ASSIGNED TASK
For the listing below, show each line that includes the string "there".

TASK INPUT
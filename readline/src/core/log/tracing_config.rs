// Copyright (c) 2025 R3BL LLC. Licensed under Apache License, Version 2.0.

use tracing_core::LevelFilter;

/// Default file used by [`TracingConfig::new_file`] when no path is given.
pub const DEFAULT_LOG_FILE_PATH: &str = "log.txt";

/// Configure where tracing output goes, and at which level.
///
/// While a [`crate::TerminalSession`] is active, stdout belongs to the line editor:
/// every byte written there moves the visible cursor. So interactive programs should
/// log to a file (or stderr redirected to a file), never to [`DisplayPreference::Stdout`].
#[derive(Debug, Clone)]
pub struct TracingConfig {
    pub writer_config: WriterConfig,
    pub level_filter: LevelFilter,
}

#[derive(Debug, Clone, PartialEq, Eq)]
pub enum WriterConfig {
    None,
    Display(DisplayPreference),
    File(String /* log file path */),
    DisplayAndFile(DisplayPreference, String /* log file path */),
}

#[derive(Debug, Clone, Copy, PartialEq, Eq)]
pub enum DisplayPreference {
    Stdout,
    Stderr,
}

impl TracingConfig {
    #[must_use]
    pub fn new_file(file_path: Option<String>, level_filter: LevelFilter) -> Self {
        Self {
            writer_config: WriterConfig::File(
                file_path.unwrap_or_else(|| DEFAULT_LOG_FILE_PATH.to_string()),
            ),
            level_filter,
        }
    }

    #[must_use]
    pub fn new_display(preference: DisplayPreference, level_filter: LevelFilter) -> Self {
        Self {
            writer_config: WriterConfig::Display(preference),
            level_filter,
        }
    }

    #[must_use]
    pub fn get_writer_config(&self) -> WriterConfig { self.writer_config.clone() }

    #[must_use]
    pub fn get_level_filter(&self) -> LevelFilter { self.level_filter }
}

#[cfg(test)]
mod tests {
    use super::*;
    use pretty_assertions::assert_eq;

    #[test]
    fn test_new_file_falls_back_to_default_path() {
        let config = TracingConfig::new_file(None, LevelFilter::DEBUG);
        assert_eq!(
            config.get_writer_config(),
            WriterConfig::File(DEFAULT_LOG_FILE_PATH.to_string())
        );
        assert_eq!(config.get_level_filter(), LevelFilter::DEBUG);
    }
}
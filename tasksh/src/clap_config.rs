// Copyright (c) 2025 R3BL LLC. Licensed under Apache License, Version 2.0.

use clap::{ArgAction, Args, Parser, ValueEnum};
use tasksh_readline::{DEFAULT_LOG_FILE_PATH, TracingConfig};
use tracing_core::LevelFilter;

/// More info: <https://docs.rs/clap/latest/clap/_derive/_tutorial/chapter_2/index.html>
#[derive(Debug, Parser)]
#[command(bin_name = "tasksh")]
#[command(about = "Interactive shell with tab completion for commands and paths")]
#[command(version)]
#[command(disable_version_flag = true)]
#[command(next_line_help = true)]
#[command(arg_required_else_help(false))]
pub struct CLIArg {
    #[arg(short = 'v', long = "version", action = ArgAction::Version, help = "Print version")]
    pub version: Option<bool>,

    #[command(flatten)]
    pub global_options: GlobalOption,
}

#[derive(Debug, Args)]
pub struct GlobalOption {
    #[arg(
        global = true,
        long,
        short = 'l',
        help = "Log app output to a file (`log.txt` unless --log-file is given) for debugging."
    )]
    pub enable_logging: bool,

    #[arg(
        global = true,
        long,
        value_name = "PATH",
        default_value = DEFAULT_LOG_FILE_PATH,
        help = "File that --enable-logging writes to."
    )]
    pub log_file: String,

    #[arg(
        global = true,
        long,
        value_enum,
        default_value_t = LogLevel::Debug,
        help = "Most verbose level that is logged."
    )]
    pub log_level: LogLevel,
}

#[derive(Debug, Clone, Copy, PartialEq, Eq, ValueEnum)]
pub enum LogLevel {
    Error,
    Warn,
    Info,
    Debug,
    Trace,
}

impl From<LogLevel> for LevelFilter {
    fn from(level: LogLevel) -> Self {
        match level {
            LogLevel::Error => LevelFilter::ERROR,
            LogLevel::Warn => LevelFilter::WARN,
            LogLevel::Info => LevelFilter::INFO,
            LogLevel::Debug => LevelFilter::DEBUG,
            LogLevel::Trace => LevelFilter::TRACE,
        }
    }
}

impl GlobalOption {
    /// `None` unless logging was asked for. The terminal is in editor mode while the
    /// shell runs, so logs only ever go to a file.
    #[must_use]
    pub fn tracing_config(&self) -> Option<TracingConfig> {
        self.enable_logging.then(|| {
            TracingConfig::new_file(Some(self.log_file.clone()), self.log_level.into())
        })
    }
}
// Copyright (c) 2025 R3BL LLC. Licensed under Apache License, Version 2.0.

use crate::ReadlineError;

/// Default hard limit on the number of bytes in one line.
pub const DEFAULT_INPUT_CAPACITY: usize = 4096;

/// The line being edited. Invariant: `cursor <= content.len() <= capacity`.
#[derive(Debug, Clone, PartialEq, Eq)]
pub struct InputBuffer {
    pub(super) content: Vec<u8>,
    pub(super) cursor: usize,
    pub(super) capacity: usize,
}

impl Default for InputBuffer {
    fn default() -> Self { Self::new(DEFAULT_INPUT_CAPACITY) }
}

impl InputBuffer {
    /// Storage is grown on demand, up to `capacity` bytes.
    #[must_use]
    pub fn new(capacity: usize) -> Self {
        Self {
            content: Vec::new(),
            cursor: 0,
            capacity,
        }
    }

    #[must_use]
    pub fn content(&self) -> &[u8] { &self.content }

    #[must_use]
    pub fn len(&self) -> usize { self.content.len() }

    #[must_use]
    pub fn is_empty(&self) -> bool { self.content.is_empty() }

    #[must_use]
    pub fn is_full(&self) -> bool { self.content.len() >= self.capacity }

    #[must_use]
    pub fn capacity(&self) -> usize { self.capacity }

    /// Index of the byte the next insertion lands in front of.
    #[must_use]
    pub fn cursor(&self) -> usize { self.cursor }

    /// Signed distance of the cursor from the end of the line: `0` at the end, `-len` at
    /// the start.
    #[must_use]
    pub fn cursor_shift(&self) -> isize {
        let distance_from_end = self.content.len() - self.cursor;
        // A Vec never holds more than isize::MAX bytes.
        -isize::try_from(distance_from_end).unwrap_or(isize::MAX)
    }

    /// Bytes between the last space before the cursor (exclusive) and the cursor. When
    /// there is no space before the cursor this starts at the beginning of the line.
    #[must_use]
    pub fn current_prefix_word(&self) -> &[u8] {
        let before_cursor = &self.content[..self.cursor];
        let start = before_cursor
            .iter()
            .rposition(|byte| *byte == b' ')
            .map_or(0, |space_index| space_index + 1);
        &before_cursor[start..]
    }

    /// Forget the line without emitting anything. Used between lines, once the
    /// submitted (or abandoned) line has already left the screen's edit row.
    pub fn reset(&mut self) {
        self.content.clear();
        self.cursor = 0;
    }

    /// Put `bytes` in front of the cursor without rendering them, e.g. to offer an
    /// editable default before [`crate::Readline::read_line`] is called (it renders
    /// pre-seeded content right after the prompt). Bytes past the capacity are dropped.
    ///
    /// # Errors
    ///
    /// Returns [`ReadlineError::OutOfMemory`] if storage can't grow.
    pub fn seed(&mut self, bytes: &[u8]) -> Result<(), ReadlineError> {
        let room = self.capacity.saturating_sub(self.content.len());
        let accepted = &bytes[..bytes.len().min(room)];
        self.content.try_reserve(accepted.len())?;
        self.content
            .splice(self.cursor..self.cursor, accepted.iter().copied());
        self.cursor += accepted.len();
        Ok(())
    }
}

RESULT OF THE EXERCISE
/// every byte written there moves the visible cursor. So interactive programs should
    /// there is no space before the cursor this starts at the beginning of the line.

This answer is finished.